Ces outils peuvent contribuer :

  • à embaucher davantage de séniors. La loi permettra à cet effet, à titre expérimental et à défaut d’adoption d’un autre dispositif par les partenaires sociaux au niveau interprofessionnel, la conclusion de « contrat de fin de carrière » avec des salariés âgés de 60 ans ou plus et indemnisés au titre de l’assurance chômage ; ce contrat pourra être rompu par « mise à la retraite » sans attendre le 70ème anniversaire. Ce contrat s’accompagnerait, dans des conditions restant à déterminer, d’une exonération de cotisations d’allocations familiales la première année, au titre de l’embauche en CDI (hors cumul emploi-retraite) d’un demandeur d’emploi âgé d’au moins 60 ans ;
  • à aménager les emplois, notamment ceux des salariés les plus exposés aux facteurs de risque professionnel, pour favoriser leur maintien au poste de travail. Il peut s’agir d’aménager les conditions de travail, avec par exemple un développement de la polyvalence, ou encore les horaires ou la durée du travail. La loi nouvelle encourage notamment, pour les personnes en bénéficiant, l’utilisation du compte personnel de prévention (C2P) pour réduire le temps de travail en fin de carrière, en limitant cette possibilité d’utilisation avant l’âge de 60 ans ;
  • à faciliter la mobilité professionnelle vers de nouveaux emplois, soit pour éviter les phénomènes de démotivation, soit pour assurer une transition vers des métiers moins pénibles. Les outils mobilisables sont multiples : formation, abondement au CPF, VAE, bilan de compétence, reconversion ou promotion par alternance… A cet égard, on notera que la réforme crée une nouvelle modalité d’utilisation du C2P, pour le financement d’une reconversion professionnelle. La loi crée également un « fonds d’investissement dans la prévention de l’usure professionnelle » (FIPU), qui pourra aider les entreprises à financer des actions (de sensibilisation, de prévention, de formation, de reconversion ou de prévention de la désinsertion professionnelle) à destination des salariés particulièrement exposés aux « facteurs de risques ergonomiques » (manutentions manuelles de charges, postures pénibles et vibrations mécaniques) ;
  • à valoriser les parcours professionnels des salariés séniors et à capitaliser sur leur compétence et leur expérience, notamment par la transmission des savoirs (constitution d’équipes ou de binômes intergénérationnels, tutorat…).
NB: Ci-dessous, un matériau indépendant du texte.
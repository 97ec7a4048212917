//! 用内存盘对整套文件操作接口做功能性验证。
//! 每个测试各自持有一块盘，互不干扰，可以并行跑。

use std::sync::{Arc, Mutex};

use block_dev::BlockDevice;
use sfs::{
    Error, FileOps, SimpleFileSystem, StatKind, BLOCK_SIZE, MAX_FILES, MAX_FILE_BLOCKS,
    NAME_MAX_LEN, TOTAL_BLOCKS,
};

/// 模拟块设备：一整段内存。
/// 初值填非零杂讯，顺带验证格式化确实清过盘。
struct MemDisk(Mutex<Vec<u8>>);

impl MemDisk {
    fn new() -> Arc<Self> {
        Arc::new(Self(Mutex::new(vec![0xA5; TOTAL_BLOCKS * BLOCK_SIZE])))
    }
}

impl BlockDevice for MemDisk {
    fn read_block(&self, block_id: usize, buf: &mut [u8]) {
        let data = self.0.lock().unwrap();
        let start = block_id * BLOCK_SIZE;
        buf.copy_from_slice(&data[start..start + BLOCK_SIZE]);
    }

    fn write_block(&self, block_id: usize, buf: &[u8]) {
        let mut data = self.0.lock().unwrap();
        let start = block_id * BLOCK_SIZE;
        data[start..start + BLOCK_SIZE].copy_from_slice(buf);
    }
}

fn fresh() -> SimpleFileSystem {
    SimpleFileSystem::create(MemDisk::new())
}

#[test]
fn format_leaves_empty_volume() {
    let mut sfs = fresh();
    assert!(sfs.is_consistent());
    assert_eq!(sfs.next_file(), None);
}

#[test]
fn open_creates_empty_file() {
    let mut sfs = fresh();
    let fd = sfs.open("notes.txt").unwrap();
    assert_eq!(sfs.file_size("notes.txt").unwrap(), 0);

    let stat = sfs.stat("notes.txt").unwrap();
    assert_eq!(stat.size, 0);
    assert_eq!(stat.blocks, 0);
    assert_eq!(stat.kind, StatKind::File);

    sfs.close(fd).unwrap();
    assert!(sfs.is_consistent());
}

#[test]
fn write_then_read_back() {
    let mut sfs = fresh();
    let fd = sfs.open("a").unwrap();

    let payload = b"hello simple filesystem";
    assert_eq!(sfs.write(fd, payload), payload.len());
    assert_eq!(sfs.file_size("a").unwrap(), payload.len());

    // 读游标从开头起步，与写游标无关
    let mut buf = vec![0u8; payload.len()];
    assert_eq!(sfs.read(fd, &mut buf), payload.len());
    assert_eq!(&buf, payload);
}

#[test]
fn reopen_appends_at_end() {
    let mut sfs = fresh();
    let fd = sfs.open("a").unwrap();
    sfs.write(fd, b"front");
    sfs.close(fd).unwrap();

    // 重新打开，写游标落在文件末尾
    let fd = sfs.open("a").unwrap();
    sfs.write(fd, b"-back");

    let mut buf = vec![0u8; 10];
    assert_eq!(sfs.read(fd, &mut buf), 10);
    assert_eq!(&buf, b"front-back");
}

#[test]
fn overwrite_keeps_size() {
    let mut sfs = fresh();
    let fd = sfs.open("a").unwrap();
    sfs.write(fd, b"0123456789");

    sfs.seek_write(fd, 2).unwrap();
    sfs.write(fd, b"XY");

    assert_eq!(sfs.file_size("a").unwrap(), 10);
    let mut buf = vec![0u8; 10];
    sfs.read(fd, &mut buf);
    assert_eq!(&buf, b"01XY456789");
}

#[test]
fn read_at_end_returns_zero() {
    let mut sfs = fresh();
    let fd = sfs.open("a").unwrap();
    sfs.write(fd, b"data");

    sfs.seek_read(fd, 4).unwrap();
    let mut buf = [0u8; 8];
    assert_eq!(sfs.read(fd, &mut buf), 0);
}

#[test]
fn seek_stays_within_file() {
    let mut sfs = fresh();
    let fd = sfs.open("a").unwrap();
    sfs.write(fd, b"data");

    assert_eq!(sfs.seek_read(fd, 0), Ok(()));
    assert_eq!(sfs.seek_read(fd, 4), Ok(()));
    assert_eq!(sfs.seek_read(fd, 5), Err(Error::InvalidArgument));
    assert_eq!(sfs.seek_write(fd, 5), Err(Error::InvalidArgument));
}

#[test]
fn open_is_exclusive() {
    let mut sfs = fresh();
    let fd = sfs.open("a").unwrap();
    assert_eq!(sfs.open("a"), Err(Error::AlreadyOpen));

    sfs.close(fd).unwrap();
    assert!(sfs.open("a").is_ok());
}

#[test]
fn stale_descriptor_is_inert() {
    let mut sfs = fresh();
    let fd = sfs.open("a").unwrap();
    sfs.write(fd, b"data");
    sfs.close(fd).unwrap();

    assert_eq!(sfs.close(fd), Err(Error::InvalidArgument));
    assert_eq!(sfs.close(MAX_FILES), Err(Error::InvalidArgument));
    assert_eq!(sfs.seek_read(fd, 0), Err(Error::InvalidArgument));
    // 失效描述符上的读写不报错，只是读写不到任何字节
    assert_eq!(sfs.read(fd, &mut [0u8; 4]), 0);
    assert_eq!(sfs.write(fd, b"x"), 0);
    assert_eq!(sfs.file_size("a").unwrap(), 4);
}

#[test]
fn remove_rejects_open_file() {
    let mut sfs = fresh();
    let fd = sfs.open("a").unwrap();
    assert_eq!(sfs.remove("a"), Err(Error::Busy));

    sfs.close(fd).unwrap();
    assert_eq!(sfs.remove("a"), Ok(()));
    assert_eq!(sfs.remove("a"), Err(Error::NotFound));
    assert_eq!(sfs.file_size("a"), Err(Error::NotFound));
}

#[test]
fn remove_reclaims_blocks() {
    let mut sfs = fresh();
    let fd = sfs.open("big").unwrap();
    // 越过直接索引，让间接索引块也参与进来
    let data = vec![7u8; 20 * BLOCK_SIZE];
    assert_eq!(sfs.write(fd, &data), data.len());
    sfs.close(fd).unwrap();

    assert!(sfs.is_consistent());
    sfs.remove("big").unwrap();
    assert!(sfs.is_consistent());
    assert_eq!(sfs.next_file(), None);
}

#[test]
fn name_validation() {
    let mut sfs = fresh();
    assert_eq!(sfs.open(""), Err(Error::InvalidArgument));
    assert_eq!(sfs.open("x\0y"), Err(Error::InvalidArgument));

    let long = "x".repeat(NAME_MAX_LEN + 1);
    assert_eq!(sfs.open(&long), Err(Error::InvalidArgument));

    let max = "y".repeat(NAME_MAX_LEN);
    let fd = sfs.open(&max).unwrap();
    sfs.close(fd).unwrap();
    assert_eq!(sfs.next_file().as_deref(), Some(max.as_str()));
}

#[test]
fn directory_iteration_wraps() {
    let mut sfs = fresh();
    for name in ["one", "two", "three"] {
        let fd = sfs.open(name).unwrap();
        sfs.close(fd).unwrap();
    }

    let mut seen = Vec::new();
    while let Some(name) = sfs.next_file() {
        seen.push(name);
    }
    seen.sort();
    assert_eq!(seen, ["one", "three", "two"]);

    // 游标回卷，下一轮从头再来
    assert_eq!(sfs.next_file().as_deref(), Some("one"));
}

#[test]
fn inode_table_capacity() {
    let mut sfs = fresh();
    // 根目录占用0号 inode，留给文件的只有99个
    for i in 0..MAX_FILES - 1 {
        let name = format!("f{i}");
        let fd = sfs.open(&name).unwrap();
        sfs.close(fd).unwrap();
    }
    assert_eq!(sfs.open("straw"), Err(Error::ResourceExhausted));

    sfs.remove("f0").unwrap();
    assert!(sfs.open("straw").is_ok());
}

#[test]
fn large_file_spans_indirect_index() {
    let mut sfs = fresh();
    let fd = sfs.open("big").unwrap();

    let data: Vec<u8> = (0..40 * BLOCK_SIZE).map(|i| (i % 251) as u8).collect();
    assert_eq!(sfs.write(fd, &data), data.len());

    let stat = sfs.stat("big").unwrap();
    assert_eq!(stat.size as usize, data.len());
    assert_eq!(stat.blocks, 40);

    let mut buf = vec![0u8; data.len()];
    assert_eq!(sfs.read(fd, &mut buf), data.len());
    assert_eq!(buf, data);
    assert!(sfs.is_consistent());
}

#[test]
fn write_clamps_at_file_capacity() {
    let mut sfs = fresh();
    let fd = sfs.open("cap").unwrap();

    let cap = MAX_FILE_BLOCKS * BLOCK_SIZE;
    let data = vec![1u8; cap + BLOCK_SIZE];
    assert_eq!(sfs.write(fd, &data), cap);
    assert_eq!(sfs.file_size("cap").unwrap(), cap);

    // 已到容量上限，再写一个字节也进不去
    assert_eq!(sfs.write(fd, b"!"), 0);
    assert!(sfs.is_consistent());
}

#[test]
fn volume_full_shrinks_write() {
    let mut sfs = fresh();
    let chunk = vec![3u8; MAX_FILE_BLOCKS * BLOCK_SIZE];

    // 不断塞满容量上限的文件，直到某次只写进一部分
    let mut shrunk = false;
    for i in 0..10 {
        let name = format!("fill{i}");
        let fd = sfs.open(&name).unwrap();
        let written = sfs.write(fd, &chunk);
        sfs.close(fd).unwrap();
        if written < chunk.len() {
            shrunk = true;
            break;
        }
    }
    assert!(shrunk);
    assert!(sfs.is_consistent());

    // 卷满后腾出空间，写入恢复
    sfs.remove("fill0").unwrap();
    let fd = sfs.open("after").unwrap();
    assert!(sfs.write(fd, b"breathing room") > 0);
    assert!(sfs.is_consistent());
}

#[test]
fn survives_remount() {
    let disk = MemDisk::new();
    let payload: Vec<u8> = (0..15 * BLOCK_SIZE).map(|i| (i % 241) as u8).collect();

    {
        let mut sfs = SimpleFileSystem::create(disk.clone());
        let fd = sfs.open("keep").unwrap();
        sfs.write(fd, &payload);
        sfs.close(fd).unwrap();
        let fd = sfs.open("other").unwrap();
        sfs.write(fd, b"second file");
        sfs.close(fd).unwrap();
    }

    let mut sfs = SimpleFileSystem::open(disk);
    assert!(sfs.is_consistent());
    assert_eq!(sfs.file_size("keep").unwrap(), payload.len());

    let fd = sfs.open("keep").unwrap();
    let mut buf = vec![0u8; payload.len()];
    assert_eq!(sfs.read(fd, &mut buf), payload.len());
    assert_eq!(buf, payload);

    // 描述符表不落盘：重挂后一切文件都处于关闭状态
    assert_eq!(sfs.remove("other"), Ok(()));
}

#[test]
fn remount_preserves_free_list() {
    let disk = MemDisk::new();

    {
        let mut sfs = SimpleFileSystem::create(disk.clone());
        let fd = sfs.open("a").unwrap();
        sfs.write(fd, &vec![9u8; 14 * BLOCK_SIZE]);
        sfs.close(fd).unwrap();
        sfs.remove("a").unwrap();
    }

    // 删除归还的块在重挂后依旧可用
    let mut sfs = SimpleFileSystem::open(disk);
    assert!(sfs.is_consistent());
    let fd = sfs.open("b").unwrap();
    assert_eq!(sfs.write(fd, b"reuse"), 5);
    assert!(sfs.is_consistent());
}

#[test]
#[should_panic(expected = "error when loading SFS")]
fn mount_rejects_blank_disk() {
    let _ = SimpleFileSystem::open(MemDisk::new());
}

#[test]
fn interleaved_descriptors_are_independent() {
    let mut sfs = fresh();
    let fa = sfs.open("a").unwrap();
    let fb = sfs.open("b").unwrap();

    sfs.write(fa, b"aaaa");
    sfs.write(fb, b"bb");
    sfs.write(fa, b"AA");

    let mut buf = [0u8; 6];
    assert_eq!(sfs.read(fa, &mut buf), 6);
    assert_eq!(&buf, b"aaaaAA");

    let mut buf = [0u8; 2];
    assert_eq!(sfs.read(fb, &mut buf), 2);
    assert_eq!(&buf, b"bb");
}

#[test]
fn image_file_round_trip() {
    let path = std::env::temp_dir().join(format!("sfs-test-{}.img", std::process::id()));

    {
        let mut sfs = crate::create_image(&path).unwrap();
        let fd = sfs.open("on-disk").unwrap();
        sfs.write(fd, b"written through a file-backed device");
        sfs.close(fd).unwrap();
    }

    let mut sfs = crate::open_image(&path).unwrap();
    assert!(sfs.is_consistent());
    let fd = sfs.open("on-disk").unwrap();
    let mut buf = vec![0u8; sfs.file_size("on-disk").unwrap()];
    sfs.read(fd, &mut buf);
    assert_eq!(&buf, b"written through a file-backed device");

    std::fs::remove_file(&path).unwrap();
}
En outre, la loi améliore les dispositifs permettant d’assurer une transition entre activité et retraite :

  • la retraite progressive, qui permet de conserver une activité à temps partiel tout en liquidant une partie de sa retraite, ne pourra être refusée par l’entreprise que si celle-ci justifie, dans une réponse écrite et motivée sous un délai de deux mois, que la durée de travail souhaitée est incompatible avec l’activité économique de l’entreprise ;
  • le cumul emploi-retraite, lorsque le salarié remplit les conditions du cumul intégral, permettra à l’intéressé de se constituer désormais de nouveaux droits à pension, sous réserve que la reprise d’activité, si elle a lieu chez le dernier employeur, intervienne au plus tôt six mois après la liquidation de la retraite.

Les mesures mobilisables sont donc nombreuses et il importera de les envisager avant que les premiers effets de l’allongement des carrières ne se fassent sentir dans l’entreprise. Pour les entreprises soumises à l’obligation de négocier sur la gestion des emplois et des parcours professionnels (GEPP), l’emploi et l’amélioration des conditions de travail des séniors deviennent des thèmes obligatoires de négociation périodique ; à cet égard, les outils retenus pour concrétiser la gestion anticipative de l’entreprise pourront naturellement s’inscrire dans l’accord GEPP.

La loi s’attache à ce que les départs négociés de salariés âgés au cours des mois qui précèdent l’âge d’ouverture du droit à une pension de retraite ne soient pas perçus comme une option pour l’entreprise ; à cet effet, une contribution à la charge de l’employeur de 30% sur les indemnités de rupture conventionnelle homologuée exonérées de cotisations de sécurité sociale est instaurée et remplacera le forfait social (20%) auparavant applicable, et ce quel que soit l’âge du salarié. Elle s’appliquera au titre des ruptures conventionnelles dont la date de rupture du contrat de travail intervient à compter du 1er septembre 2023 et des éventuelles mises à la retraite.